Additionally, green peas are high in fiber, packing over eight grams per cup. This combination of protein and fiber helps keep you full and satisfied long after your meal. Whether added to salads, soups, or served as a simple side, green peas are an easy and nutritious way to increase your protein intake without breaking the bank.
Lentils
Lentils are a powerhouse of plant-based protein, offering about 18 grams per cup, according to the USDA. This amount is equivalent to the protein found in three large eggs, making lentils an excellent choice for those looking to boost their protein intake without relying on animal products. Additionally, lentils are packed with fiber, which helps promote satiety and digestive health.

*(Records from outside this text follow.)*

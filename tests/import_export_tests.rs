use chrono::NaiveDate;
use homeschool_schedule::{
    CompletionRecord, Course, DaysOfWeek, PlanError, SchoolBreak, SchoolPlan, SchoolYear, Student,
    Task, load_completions_from_csv, load_plan_from_json, save_attendance_to_csv,
    save_completions_to_csv, save_plan_to_json, validate_plan,
};
use std::fs;
use std::io::Write;
use tempfile::NamedTempFile;

fn d(y: i32, m: u32, d: u32) -> NaiveDate {
    NaiveDate::from_ymd_opt(y, m, d).unwrap()
}

fn mwf() -> DaysOfWeek {
    DaysOfWeek::MONDAY | DaysOfWeek::WEDNESDAY | DaysOfWeek::FRIDAY
}

fn build_sample_plan() -> SchoolPlan {
    let year = SchoolYear::new(d(2021, 3, 1), d(2021, 5, 28), mwf())
        .with_break(SchoolBreak::new(d(2021, 3, 15), d(2021, 3, 19)).with_description("Spring"))
        .with_course(Course::new(1, "Math", mwf()).with_tasks([
            Task::new(101, 1, "Place value"),
            Task::new(102, 2, "Addition"),
            Task::new(103, 3, "Unit test").graded(),
        ]))
        .with_course(
            Course::new(2, "Art", DaysOfWeek::FRIDAY)
                .with_tasks([Task::new(201, 1, "Colour wheel").for_scope("grade5")]),
        );

    let mut plan = SchoolPlan::new(year);
    plan.students.push(Student::new(1, "Ada").enroll(1).enroll(2));
    plan.students.push(Student::new(2, "Lin").with_scope("grade5").enroll(2));
    plan.add_completions([
        CompletionRecord::new(1, 101, d(2021, 3, 8)),
        CompletionRecord::new(2, 201, d(2021, 3, 12)),
    ]);
    plan
}

fn invalid_data(result: Result<(), PlanError>) -> String {
    match result {
        Err(PlanError::InvalidData(message)) => message,
        other => panic!("expected invalid data, got {other:?}"),
    }
}

#[test]
fn json_round_trip_preserves_plan() {
    let plan = build_sample_plan();
    let file = NamedTempFile::new().unwrap();
    save_plan_to_json(&plan, file.path()).unwrap();

    let loaded = load_plan_from_json(file.path()).unwrap();
    assert_eq!(loaded, plan);

    let raw = fs::read_to_string(file.path()).unwrap();
    assert!(raw.contains("\"days_of_week\": 42"));
    assert!(raw.contains("\"start_date\": \"2021-03-01\""));
    assert!(raw.contains("\"owner_scope\": \"grade5\""));
}

#[test]
fn load_sorts_tasks_by_order() {
    let mut plan = build_sample_plan();
    plan.school_year.courses[0].tasks.reverse();
    let file = NamedTempFile::new().unwrap();
    save_plan_to_json(&plan, file.path()).unwrap();

    let loaded = load_plan_from_json(file.path()).unwrap();
    let ids: Vec<i32> = loaded.school_year.courses[0]
        .tasks
        .iter()
        .map(|task| task.id)
        .collect();
    assert_eq!(ids, vec![101, 102, 103]);
}

#[test]
fn load_accepts_minimal_hand_written_plan() {
    let mut file = NamedTempFile::new().unwrap();
    write!(
        file,
        r#"{{
            "school_year": {{
                "start_date": "2021-08-30",
                "end_date": "2022-05-27",
                "days_of_week": 62,
                "courses": [
                    {{ "id": 7, "name": "History", "days_of_week": 20,
                       "tasks": [ {{ "id": 1, "order": 1 }} ] }}
                ]
            }},
            "students": [ {{ "id": 1, "name": "Ada", "course_ids": [7] }} ]
        }}"#
    )
    .unwrap();

    let plan = load_plan_from_json(file.path()).unwrap();
    assert!(plan.completions.is_empty());
    assert!(plan.school_year.breaks.is_empty());
    let course = plan.school_year.course(7).unwrap();
    assert_eq!(course.days_of_week.abbreviation(), "TR");
    assert!(!course.tasks[0].is_graded);
    assert_eq!(plan.student(1).map(|s| s.name.as_str()), Some("Ada"));
}

#[test]
fn load_rejects_out_of_range_day_mask() {
    let mut file = NamedTempFile::new().unwrap();
    write!(
        file,
        r#"{{ "school_year": {{ "start_date": "2021-08-30", "end_date": "2022-05-27",
              "days_of_week": 200 }} }}"#
    )
    .unwrap();
    assert!(matches!(
        load_plan_from_json(file.path()),
        Err(PlanError::Serialization(_))
    ));
}

#[test]
fn save_refuses_invalid_plans() {
    let mut plan = build_sample_plan();
    plan.school_year.end_date = d(2021, 2, 1);
    let file = NamedTempFile::new().unwrap();
    let err = save_plan_to_json(&plan, file.path()).unwrap_err();
    assert!(matches!(err, PlanError::InvalidData(_)));
    assert!(err.to_string().starts_with("invalid data:"));
}

#[test]
fn validation_rejects_bad_breaks() {
    let mut plan = build_sample_plan();
    plan.school_year.breaks.push(SchoolBreak::new(d(2021, 3, 18), d(2021, 3, 22)));
    assert!(invalid_data(validate_plan(&plan)).contains("overlap"));

    let mut plan = build_sample_plan();
    plan.school_year.breaks.push(SchoolBreak::new(d(2021, 6, 1), d(2021, 6, 4)));
    assert!(invalid_data(validate_plan(&plan)).contains("outside the school year"));

    let mut plan = build_sample_plan();
    plan.school_year.breaks.push(SchoolBreak::new(d(2021, 4, 9), d(2021, 4, 5)));
    assert!(invalid_data(validate_plan(&plan)).contains("ends before it starts"));
}

#[test]
fn validation_rejects_bad_courses() {
    let mut plan = build_sample_plan();
    plan.school_year.courses[1].days_of_week = DaysOfWeek::TUESDAY;
    assert!(invalid_data(validate_plan(&plan)).contains("runs on T"));

    let mut plan = build_sample_plan();
    plan.school_year.courses[1].id = 1;
    assert!(invalid_data(validate_plan(&plan)).contains("duplicate course id 1"));

    let mut plan = build_sample_plan();
    plan.school_year.courses[1].tasks.push(Task::new(101, 2, "Clash"));
    assert!(invalid_data(validate_plan(&plan)).contains("duplicate task id 101"));

    let mut plan = build_sample_plan();
    plan.school_year.courses[0].tasks.push(Task::new(104, 2, "Same slot"));
    assert!(invalid_data(validate_plan(&plan)).contains("order 2"));
}

#[test]
fn validation_rejects_bad_students() {
    let mut plan = build_sample_plan();
    plan.students.push(Student::new(1, "Twin"));
    assert!(invalid_data(validate_plan(&plan)).contains("duplicate student id 1"));

    let mut plan = build_sample_plan();
    plan.students[0] = Student::new(1, "Ada").enroll(9);
    assert!(invalid_data(validate_plan(&plan)).contains("unknown course 9"));

    assert!(validate_plan(&build_sample_plan()).is_ok());
}

#[test]
fn add_completions_skips_records_already_present() {
    let mut plan = build_sample_plan();
    let added = plan.add_completions([
        CompletionRecord::new(1, 101, d(2021, 3, 8)),
        CompletionRecord::new(1, 102, d(2021, 3, 10)),
    ]);
    assert_eq!(added, 1);
    assert_eq!(plan.completions.len(), 3);
    assert_eq!(plan.completions_for(1).len(), 2);
    assert_eq!(plan.completions_for(2).len(), 1);
}

#[test]
fn completions_csv_round_trip() {
    let plan = build_sample_plan();
    let file = NamedTempFile::new().unwrap();
    save_completions_to_csv(&plan.completions, file.path()).unwrap();

    let raw = fs::read_to_string(file.path()).unwrap();
    let mut lines = raw.lines();
    assert_eq!(lines.next(), Some("student_id,task_id,completed_date"));
    assert_eq!(lines.next(), Some("1,101,2021-03-08"));

    let loaded = load_completions_from_csv(file.path()).unwrap();
    assert_eq!(loaded, plan.completions);
}

#[test]
fn completions_csv_rejects_bad_dates() {
    let mut file = NamedTempFile::new().unwrap();
    writeln!(file, "student_id,task_id,completed_date").unwrap();
    writeln!(file, "1,101,2021-13-40").unwrap();

    match load_completions_from_csv(file.path()) {
        Err(PlanError::InvalidData(message)) => {
            assert!(message.contains("invalid date '2021-13-40'"))
        }
        other => panic!("expected invalid date, got {other:?}"),
    }
}

#[test]
fn completions_csv_rejects_bad_rows() {
    let mut file = NamedTempFile::new().unwrap();
    writeln!(file, "student_id,task_id,completed_date").unwrap();
    writeln!(file, "one,101,2021-03-08").unwrap();
    assert!(matches!(
        load_completions_from_csv(file.path()),
        Err(PlanError::Csv(_))
    ));
}

#[test]
fn missing_files_surface_io_errors() {
    let dir = tempfile::tempdir().unwrap();
    let missing = dir.path().join("missing.json");
    assert!(matches!(load_plan_from_json(&missing), Err(PlanError::Io(_))));
}

#[test]
fn attendance_csv_lists_every_day() {
    let plan = build_sample_plan();
    let student = plan.student(1).unwrap();
    let ledger = plan.builder(d(2021, 3, 8)).attendance(student, d(2021, 5, 28));
    let file = NamedTempFile::new().unwrap();
    save_attendance_to_csv(&ledger, file.path()).unwrap();

    let raw = fs::read_to_string(file.path()).unwrap();
    let lines: Vec<&str> = raw.lines().collect();
    assert_eq!(lines[0], "date,is_school_day,is_break,attended");
    assert_eq!(lines.len(), 9);
    assert_eq!(lines[1], "2021-03-01,true,false,false");
    assert_eq!(lines[2], "2021-03-02,false,false,false");
    assert_eq!(lines[8], "2021-03-08,true,false,true");
}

Their versatility in the kitchen is another bonus—you can sprinkle them over salads, stir them into soups, or enjoy them as a hearty side dish with a drizzle of olive oil and a pinch of salt. Lentils are nutritious and incredibly easy to incorporate into a wide variety of meals, making them a staple in any protein-rich diet.
Guava
Guava stands out among fruits for its surprisingly high protein content, offering 4.2 grams per cup, according to the USDA. This tropical fruit isn’t just about protein, though—it’s also packed with nine grams of fiber per cup, which aids in digestion and helps you feel full longer.
On top of that, guava is a Vitamin C powerhouse, providing an astonishing 600% of your daily needs in just one cup. This makes guava a delicious snack and a nutritious addition to your diet. Add guava to fruit salads for a protein boost, infuse your water with its sweet flavor, or simply enjoy it on its own for a satisfying and healthful treat.
Blackberries
Blackberries might not be the first thing that comes to mind when you think of protein, but these little berries offer a surprising two grams of protein per cup, according to the USDA. While this might seem like a small amount, the naturally sweet and tart flavor of blackberries makes it easy to consume multiple servings in one go.
In addition to their protein content, blackberries are low in calories, making them an ideal snack for those watching their calorie intake. Consider mashing them up to spread on your morning toast instead of sugary jams or topping your yogurt with a handful to add a burst of flavor and a touch of protein. Blackberries are a delicious way to sneak more protein into your diet.